Di Asia Timur Laut, Jepang juga meminta lebih banyak keterlibatan Kanada di kawasan itu. Perdana Menteri Jepang Shinzo Abe melakukan berbagai upaya, salah satu di antaranya adalah menjalin kerja sama pertahanan yang lebih erat dengan Kanada selama pertemuan dengan Perdana Menteri Kanada Justin Trudeau pada April 2019. Abe menginginkan peningkatan pertukaran personel dan informasi di antara kedua militer, dan dia juga ingin bekerja sama dengan Kanada dalam pemeliharaan perdamaian internasional, sebuah bidang yang menjadi keunggulan bagi kedua negara.
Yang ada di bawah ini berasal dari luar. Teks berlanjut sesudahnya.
#[when(expr = "a Solana payment for order {string} is attempted in {word} with reference {string}")]
async fn solana_request_attempt(world: &mut StoreWorld, alias: String, asset: String, reference: String) {
    request_solana(world, &alias, &asset, reference).await;
}

#[when(expr = "a Solana payment is recorded directly for order {string} with reference {string}")]
async fn solana_request_direct(world: &mut StoreWorld, alias: String, reference: String) {
    let number = world.order_number(&alias);
    let quote = SolanaQuote {
        reference,
        recipient: MERCHANT.to_string(),
        spl_token: None,
        amount_base_units: 1_000_000_000,
        decimals: 9,
    };
    let result = world.system().payments.begin_solana_payment(&number, quote).await;
    world.record_error(result);
}

#[then(expr = "the Solana request for order {string} expects {int} base units")]
async fn solana_amount(world: &mut StoreWorld, alias: String, amount: i64) {
    let number = world.order_number(&alias);
    let payment = world.system().payments.solana_payment_for(&number).await.unwrap().expect("No Solana request");
    assert_eq!(payment.amount_base_units, amount);
}

#[then(expr = "the Solana request for order {string} has reference {string}")]
async fn solana_reference(world: &mut StoreWorld, alias: String, reference: String) {
    let number = world.order_number(&alias);
    let payment = world.system().payments.solana_payment_for(&number).await.unwrap().expect("No Solana request");
    assert_eq!(payment.reference, reference);
    assert_eq!(payment.recipient, MERCHANT);
}

#[when(expr = "the Solana payment with reference {string} confirms with signature {string}")]
async fn solana_confirm(world: &mut StoreWorld, reference: String, signature: String) {
    let result = world.system().payments.confirm_solana_payment(&reference, &signature).await;
    world.record_error(result);
}

//--------------------------------------------------   E-transfer   --------------------------------------------------

fn etransfer_record(
    world: &StoreWorld,
    admin: String,
    alias: &str,
    sender: String,
    reference: String,
    amount: &str,
) -> NewETransferPayment {
    NewETransferPayment {
        order_number: world.order_number(alias),
        sender_name: sender,
        reference,
        amount: cents(amount),
        notes: None,
        recorded_by: admin,
    }
}

#[when(expr = "admin {string} records an e-transfer for order {string} from {string} with reference {string} for {word}")]
async fn record_etransfer(
    world: &mut StoreWorld,
    admin: String,
    alias: String,
    sender: String,
    reference: String,
    amount: String,
) {
    let payment = etransfer_record(world, admin, &alias, sender, reference, &amount);
    let result = world.system().payments.record_etransfer(payment, false).await;
    world.record_error(result);
}

#[when(
    expr = "admin {string} records an e-transfer for order {string} from {string} with reference {string} for {word} \
            and marks it paid"
)]
async fn record_etransfer_paid(
    world: &mut StoreWorld,
    admin: String,
    alias: String,
    sender: String,
    reference: String,
    amount: String,
) {
    let payment = etransfer_record(world, admin, &alias, sender, reference, &amount);
    let result = world.system().payments.record_etransfer(payment, true).await;
    world.record_error(result);
}

#[then(expr = "order {string} has {int} e-transfer record(s)")]
async fn etransfer_records(world: &mut StoreWorld, alias: String, count: usize) {
    let number = world.order_number(&alias);
    let records = world.system().payments.etransfers_for(&number).await.expect("Error fetching e-transfers");
    assert_eq!(records.len(), count);
}

//--------------------------------------------------   Admin   -------------------------------------------------------

#[when(expr = "the admin sets the payment status of order {string} to {string}")]
async fn admin_payment_status(world: &mut StoreWorld, alias: String, status: String) {
    let number = world.order_number(&alias);
    let result = world.system().payments.set_payment_status(&number, status.parse().unwrap()).await;
    world.record_error(result);
}

async fn move_order(world: &mut StoreWorld, alias: String, status: String, tracking: Option<String>) {
    let number = world.order_number(&alias);
    let status = status.parse::<ShippingStatus>().expect("Invalid shipping status");
    let result = world.system().payments.set_shipping_status(&number, status, tracking).await;
    world.record_error(result);
}

#[when(expr = "the admin moves order {string} to {string}")]
async fn admin_ship(world: &mut StoreWorld, alias: String, status: String) {
    move_order(world, alias, status, None).await;
}

#[when(expr = "the admin moves order {string} to {string} with tracking {string}")]
async fn admin_ship_tracking(world: &mut StoreWorld, alias: String, status: String, tracking: String) {
    move_order(world, alias, status, Some(tracking)).await;
}

#[then(expr = "order {string} has tracking number {string}")]
async fn tracking_number(world: &mut StoreWorld, alias: String, tracking: String) {
    let number = world.order_number(&alias);
    let order = world.system().db.fetch_order_by_number(&number).await.unwrap().expect("Order not found");
    assert_eq!(order.tracking_number.as_deref(), Some(tracking.as_str()));
}
use log::*;
use sf_common::Secret;

pub const DEFAULT_STRIPE_API_BASE: &str = "https://api.stripe.com";

#[derive(Debug, Clone, Default)]
pub struct StripeConfig {
    pub secret_key: Secret<String>,
    pub webhook_secret: Secret<String>,
    /// Scheme and host of the Stripe API. Overridden in tests to point at a local stub.
    pub api_base: String,
}

impl StripeConfig {
    pub fn new_from_env_or_default() -> Self {
        let secret_key = Secret::new(std::env::var("SF_STRIPE_SECRET_KEY").unwrap_or_else(|_| {
            warn!("🪛️ SF_STRIPE_SECRET_KEY not set, using a (probably useless) default");
            "sk_test_00000000000000".to_string()
        }));
        let webhook_secret = Secret::new(std::env::var("SF_STRIPE_WEBHOOK_SECRET").unwrap_or_else(|_| {
            warn!("🪛️ SF_STRIPE_WEBHOOK_SECRET not set. Webhook signatures will not verify");
            String::default()
        }));
        let api_base = std::env::var("SF_STRIPE_API_BASE").unwrap_or_else(|_| DEFAULT_STRIPE_API_BASE.to_string());
        Self { secret_key, webhook_secret, api_base: api_base.trim_end_matches('/').to_string() }
    }
}
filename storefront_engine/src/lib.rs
//! Storefront Engine
//!
//! The engine holds the order, payment, catalog and subscription logic of the peptide storefront. It knows nothing
//! about HTTP, Stripe's REST API or the Solana network; the server crate feeds it verified outcomes from those systems.
//!
//! The library is divided into three main sections:
//! 1. Backend contracts ([`mod@traits`]) and their SQLite implementation ([`SqliteDatabase`]). You should never need to
//!    call the database directly. The exception is the data types stored in it, which live in [`mod@db_types`].
//! 2. The public API ([`mod@sf_api`]). Each API is generic over a backend that implements the traits it needs, which
//!    keeps the server testable against mocks.
//! 3. Event hooks ([`mod@events`]). Orders emit events when they are created and whenever their payment or shipping
//!    status is written. Hooks subscribe to these with async closures.
pub mod db_types;
pub mod events;
pub mod sf_api;
mod sqlite;
pub mod traits;

pub use sf_api::{
    accounts_api::AccountApi,
    catalog_api::CatalogApi,
    checkout_api::CheckoutApi,
    errors::CheckoutError,
    exchange_rate_api::ExchangeRateApi,
    order_objects,
    payment_flow_api::PaymentFlowApi,
    subscription_api::{NewSubscriptionRequest, Requester, SubscriptionApi},
};
pub use sqlite::{db::db_url, SqliteDatabase};
pub use traits::{
    CatalogError,
    CatalogManagement,
    ExchangeRateError,
    ExchangeRates,
    OrderFlowError,
    OrderManagement,
    OrderQueryFilter,
    PaymentRecords,
    ProductQuery,
    SubscriptionError,
    SubscriptionManagement,
};
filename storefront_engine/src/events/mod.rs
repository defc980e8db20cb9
mod channel;
mod event_types;
mod hooks;

pub use channel::{EventHandler, EventProducer, Handler};
pub use event_types::*;
pub use hooks::{EventHandlers, EventHooks, EventProducers};
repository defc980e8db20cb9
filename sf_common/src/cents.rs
use std::{
    fmt::Display,
    iter::Sum,
    ops::{Add, AddAssign, Mul, Neg, Sub, SubAssign},
};

use serde::{Deserialize, Serialize};
use sqlx::Type;
use thiserror::Error;

use crate::op;

pub const CURRENCY_CODE: &str = "USD";
pub const CURRENCY_CODE_LOWER: &str = "usd";

//--------------------------------------        Cents          ---------------------------------------------------------
/// An amount of US dollars, expressed in cents.
#[derive(Debug, Clone, Copy, Default, Type, PartialEq, Eq, Hash, Ord, PartialOrd, Serialize, Deserialize)]
#[sqlx(transparent)]
#[serde(transparent)]
pub struct Cents(i64);

op!(binary Cents, Add, add);
op!(binary Cents, Sub, sub);
op!(inplace Cents, AddAssign, add_assign);
op!(inplace Cents, SubAssign, sub_assign);
op!(unary Cents, Neg, neg);

impl Mul<i64> for Cents {
    type Output = Self;

    fn mul(self, rhs: i64) -> Self::Output {
        Self::from(self.value() * rhs)
    }
}

impl Sum for Cents {
    fn sum<I: Iterator<Item = Self>>(iter: I) -> Self {
        iter.fold(Self::default(), Add::add)
    }
}

#[derive(Debug, Clone, Error)]
#[error("Value cannot be represented in cents: {0}")]
pub struct CentsConversionError(String);

impl From<i64> for Cents {
    fn from(value: i64) -> Self {
        Self(value)
    }
}

impl TryFrom<u64> for Cents {
    type Error = CentsConversionError;

    fn try_from(value: u64) -> Result<Self, Self::Error> {
        if value > i64::MAX as u64 {
            Err(CentsConversionError(format!("Value {value} is too large to convert to Cents")))
        } else {
            #[allow(clippy::cast_possible_wrap)]
            Ok(Self(value as i64))
        }
    }
}

impl Display for Cents {
    fn fmt(&self, f: &mut std::fmt::Formatter<'_>) -> std::fmt::Result {
        let sign = if self.0 < 0 { "-" } else { "" };
        let abs = self.0.unsigned_abs();
        write!(f, "{sign}${}.{:02}", abs / 100, abs % 100)
    }
}

impl Cents {
    pub fn value(&self) -> i64 {
        self.0
    }

    pub fn from_dollars(dollars: i64) -> Self {
        Self(dollars * 100)
    }

    pub fn is_positive(&self) -> bool {
        self.0 > 0
    }

    /// Parses a decimal dollar amount such as `"12.5"` or `"-0.07"`. At most two fractional digits are accepted.
    pub fn parse_decimal(s: &str) -> Result<Self, CentsConversionError> {
        let s = s.trim();
        let err = || CentsConversionError(format!("'{s}' is not a valid dollar amount"));
        let (negative, digits) = match s.strip_prefix('-') {
            Some(rest) => (true, rest),
            None => (false, s),
        };
        let mut parts = digits.splitn(2, '.');
        let whole = parts.next().unwrap_or_default();
        let frac = parts.next().unwrap_or_default();
        let all_digits = |p: &str| p.chars().all(|c| c.is_ascii_digit());
        if whole.is_empty() || !all_digits(whole) || !all_digits(frac) || frac.len() > 2 {
            return Err(err());
        }
        let whole = whole.parse::<i64>().map_err(|_| err())?;
        let frac = match frac.len() {
            0 => 0,
            1 => frac.parse::<i64>().map_err(|_| err())? * 10,
            _ => frac.parse::<i64>().map_err(|_| err())?,
        };
        let value = whole.checked_mul(100).and_then(|v| v.checked_add(frac)).ok_or_else(err)?;
        Ok(Self(if negative { -value } else { value }))
    }

    /// Reduces the amount by `percent` (clamped to 0..=100), rounding half-up to the nearest cent.
    pub fn apply_discount_percent(&self, percent: i64) -> Self {
        let keep = 100 - percent.clamp(0, 100);
        let scaled = self.0 * keep;
        let rounded = if scaled >= 0 { (scaled + 50) / 100 } else { (scaled - 50) / 100 };
        Self(rounded)
    }
}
“Kita memiliki banyak sistem nilai yang sama … dalam hal hak asasi manusia, dukungan untuk demokrasi, hubungan ekonomi yang baik,” ujar Dave Perry, pakar pertahanan di Canadian Institute of Global Affairs, kepada Canadian Broadcasting Corp. “Tapi saya kira kita juga berada di sisi yang sama dalam beberapa isu strategis di kawasan ini, ketika kita ingin mempromosikan akses terbuka, perdagangan bebas, dan kebebasan bergerak … sesuatu yang telah ada selama beberapa dekade terakhir ini yang ditegakkan oleh Angkatan Laut A.S. di Pasifik, yang telah menguntungkan kedua negara kita.” 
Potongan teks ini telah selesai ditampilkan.